Investment Advice

What the budget's 2p tax increase might entail for independent contractors

What the budget's 2p tax increase might entail for independent contractors
If Chancellor Rachel Reeves follows through on her rumored plans to lower the cash ISA limit in order to encourage British investment in UK Plc, most savers have stated that they would still not convert to stocks and shares

If Chancellor Rachel Reeves proceeds with plans to raise income tax and lower employees' National Insurance by the same amount, the self-employed appear to be in a worse position after the Budget because they will be negatively impacted by the increase and not gain from the reduction.

According to multiple documents, the Treasury is currently considering ideas in a Resolution Foundation report that proposed deducting 2p from National Insurance and adding it to income tax before the Budget.

According to the think tank, the action could raise £6 billion without having an impact on those who earn money from jobs that are below the state pension age. This would theoretically prevent working people from being impacted, in keeping with Labour's manifesto commitment.

Self-employed individuals, who pay income tax but not regular employee National Insurance, would be affected.

According to calculations done for BFIA by Hargreaves Lansdown, a self-employed person making £20,000 would be 149 worse off a year, those making £30,000 would take home 349 less, and a self-employed person making £50,000 would be 749 worse off.

Self-employed individuals do pay National Insurance, but at a different rate and in a different class. They pay 2 percent for profits over 50,270 and 6 percent for profits over 12,570 to 50,270. Self-employed people would be more burdened by the tax system if National Insurance was only reduced for employed individuals while income tax was raised for all.

Hargreaves Lansdown's head of personal finance, Sarah Coles, stated: "Tax changes in the budget that would affect self-employed people are the subject of growing speculation."

"Given that they already struggle with insecurity, inconsistent pay, a lack of a safety net from their employer, and less assistance with life milestones like retirement saving, rumors about possible budget blows will be an additional concern. A "

Pension income, earned income from individuals over the state pension age, savings interest outside of cash ISAs, and income for landlords are additional sources of income that may be affected by the change.

For instance, a person with a total pension income of £35,000 now pays £4,486 in income tax at a rate of 20%. According to Hargreaves Lansdown's calculations, an increase to 22 percent would result in an additional 449 annually.

Dividend tax hike?

The budget may also include changes to dividend taxation, which would be a further setback for independent contractors who run their own companies and receive a portion of their earnings in dividends.

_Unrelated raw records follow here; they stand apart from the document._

//! Wire a [`Bridge`] to its transports from the loaded configuration.

use std::path::Path;
use std::sync::Arc;

use anyhow::{Context, Result};
use tokio::sync::mpsc;

use outpost_config::OutpostConfig;
use outpost_tools::transport::{DEFAULT_MAX_FILE_BYTES, LocalFs, ProcessShell, SshFs, SshTarget};
use outpost_tools::{
    Bridge, ChannelNotifier, CommandExecutor, ExecMode, FileUpdate, PathResolver, RemoteFs,
    SentinelExecutor, SshExecutor, ToolSettings,
};
use outpost_types::RemotePath;

const UPDATE_CHANNEL_CAPACITY: usize = 256;

/// A ready bridge and the stream of file changes it commits.
pub struct Connection {
    pub bridge: Bridge,
    pub updates: mpsc::Receiver<FileUpdate>,
}

/// Build the bridge. `local` swaps ssh for a local `sh` rooted at that directory.
pub fn connect(config: &OutpostConfig, local: Option<&Path>) -> Result<Connection> {
    let settings = config.tool_settings()?;
    let (resolver, fs, executor) = match local {
        Some(dir) => local_transport(config, dir)?,
        None => ssh_transport(config, &settings)?,
    };

    let (notifier, updates) = ChannelNotifier::channel(UPDATE_CHANNEL_CAPACITY);
    let bridge = Bridge::builder(resolver, fs, executor)
        .settings(settings)
        .notifier(Arc::new(notifier))
        .write_cache_ttl(config.cache_ttl())
        .override_ttl(config.override_ttl())
        .build()?;
    Ok(Connection { bridge, updates })
}

type Transport = (PathResolver, Arc<dyn RemoteFs>, Arc<dyn CommandExecutor>);

fn local_transport(config: &OutpostConfig, dir: &Path) -> Result<Transport> {
    let dir = dir
        .canonicalize()
        .with_context(|| format!("--local directory {}", dir.display()))?;
    let root = dir.to_string_lossy().into_owned();
    let local_root = config.local_root().unwrap_or_else(|| dir.clone());
    let resolver = PathResolver::new(local_root, Some(root.as_str()), "")?;

    let fs: Arc<dyn RemoteFs> = Arc::new(LocalFs::new());
    let executor: Arc<dyn CommandExecutor> = match config.exec_mode() {
        ExecMode::Shell => {
            let shell = Arc::new(ProcessShell::local()?);
            Arc::new(
                SentinelExecutor::new(shell, Arc::clone(&fs), "")
                    .with_sentinel_dir(RemotePath::new(config.sentinel_dir()?)?)
                    .with_poll_interval(config.poll_interval()),
            )
        }
        ExecMode::Ssh => Arc::new(
            SshExecutor::new(SshTarget::local_shell())
                .with_max_output_bytes(config.max_output_bytes()),
        ),
    };
    tracing::info!(root = %root, mode = ?config.exec_mode(), "using local workspace");
    Ok((resolver, fs, executor))
}

fn ssh_transport(config: &OutpostConfig, settings: &ToolSettings) -> Result<Transport> {
    let host = config
        .host()
        .context("remote.host is required unless --local is given")?;
    let local_root = match config.local_root() {
        Some(root) => root,
        None => std::env::current_dir().context("resolving current directory")?,
    };
    let resolver = PathResolver::new(local_root, config.workspace_root().as_deref(), &host)
        .context("remote.workspace_root")?;

    let ssh = config.ssh();
    let target = SshTarget::ssh(ssh.binary(), ssh.args(), host.clone());
    let fs: Arc<dyn RemoteFs> = Arc::new(SshFs::new(
        target.clone(),
        settings.default_timeout,
        DEFAULT_MAX_FILE_BYTES,
    ));
    let executor: Arc<dyn CommandExecutor> = match config.exec_mode() {
        ExecMode::Shell => {
            let shell = Arc::new(ProcessShell::ssh(&target)?);
            Arc::new(
                SentinelExecutor::new(shell, Arc::clone(&fs), host.clone())
                    .with_sentinel_dir(RemotePath::new(config.sentinel_dir()?)?)
                    .with_poll_interval(config.poll_interval()),
            )
        }
        ExecMode::Ssh => {
            Arc::new(SshExecutor::new(target).with_max_output_bytes(config.max_output_bytes()))
        }
    };
    tracing::info!(
        host = %host,
        workspace = %resolver.workspace_root(),
        mode = ?config.exec_mode(),
        "connected to remote workspace"
    );
    Ok((resolver, fs, executor))
}

#[cfg(test)]
mod tests {
    use super::connect;
    use outpost_config::OutpostConfig;
    use std::path::Path;

    fn parse(toml: &str) -> OutpostConfig {
        OutpostConfig::parse(toml, Path::new("test.toml")).unwrap()
    }

    #[test]
    fn ssh_mode_requires_a_host() {
        let err = connect(&parse("[remote]\nworkspace_root = \"/srv/app\"\n"), None)
            .err()
            .unwrap();
        assert!(err.to_string().contains("remote.host"));
    }

    #[test]
    fn missing_workspace_root_is_fatal() {
        let err = connect(&parse("[remote]\nhost = \"devbox\"\n"), None)
            .err()
            .unwrap();
        assert!(format!("{err:#}").contains("no remote workspace root configured"));
    }

    #[tokio::test]
    async fn local_mode_roots_the_workspace_at_the_directory() {
        let dir = tempfile::tempdir().unwrap();
        let connection = connect(&parse("[exec]\nmode = \"ssh\"\n"), Some(dir.path())).unwrap();
        let expected = dir.path().canonicalize().unwrap();
        assert_eq!(
            connection.bridge.resolver().workspace_root().as_str(),
            expected.to_string_lossy()
        );
    }
}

Given that the basic dividend tax rate is 8.75 percent, the Resolution Foundation has argued for an increase. However, the higher and additional rates of dividend tax, at 33.75 percent and 39.35 percent, respectively, are not significantly different from the tax on wages.

Coles stated, "This would be a headache for self-employed people, and it would also hit investors with portfolios outside of ISAs and pensions who make more than the annual allowance of 500."

According to research by Hargreaves Lansdown, self-employed people already face challenges compared to their employed counterparts, with lower average incomes and less money to spare.

The average amount of money left over at the end of the month in self-employed households is 89, while in employed households it is 244.

It can be more difficult for them to save because their income can fluctuate, with good and bad months. Employees save 5.6 percent of their income on average, while self-employed individuals save 2.3 percent.

How can self-employed individuals avoid tax increases?

First. Pay dividends in advance.

If you receive at least a portion of your income from dividends, it might be wise to think about when to make your dividend payments. You might want to take them now rather than later, when regulations might change.

Two. Make a pension payment.

Investing in a pension or Sipp, which will provide income tax relief at your highest marginal rate, is one way to reduce your income tax liability. If the tax rate increases, this could be even more beneficial.

In a different article, we examine how to set up a pension for independent contractors.

Three. Adopt ISAs.

You can avoid paying taxes on your savings interest with a cash ISA. If you have investments outside of an ISA or pension and the allowance is available, you can transfer them into an ISA using the Bed and ISA process or into a Sipp using Bed & SIPP for more significant tax savings.

Additionally, it makes sense for any new investments to be made within ISAs and pensions in order to shield them from future capital gains and dividend taxes.

#4. Think about an ISA for life.

Another option is the Lifetime ISA (LISA), which could be very helpful for groups like independent contractors. The government's 25% bonus on contributions up to £4,000 functions similarly to basic rate pension tax relief. However, because a pension offers greater tax relief, higher-rate taxpayers are better off. When you take money out of this pot after you turn 60, it is also tax-free.

If necessary, you can also access the funds early, but doing so will result in a 25% exit penalty. Unfortunately, this results in the loss of both the bonus you have accrued and a portion of your hard-earned savings.

Hargreaves Lansdown is urging the government to allow individuals to open and make contributions to a LISA until they turn 55. The current age limit to apply for a LISA is forty. According to the platform's research, this could improve retirement prospects for 1.2 million self-employed households.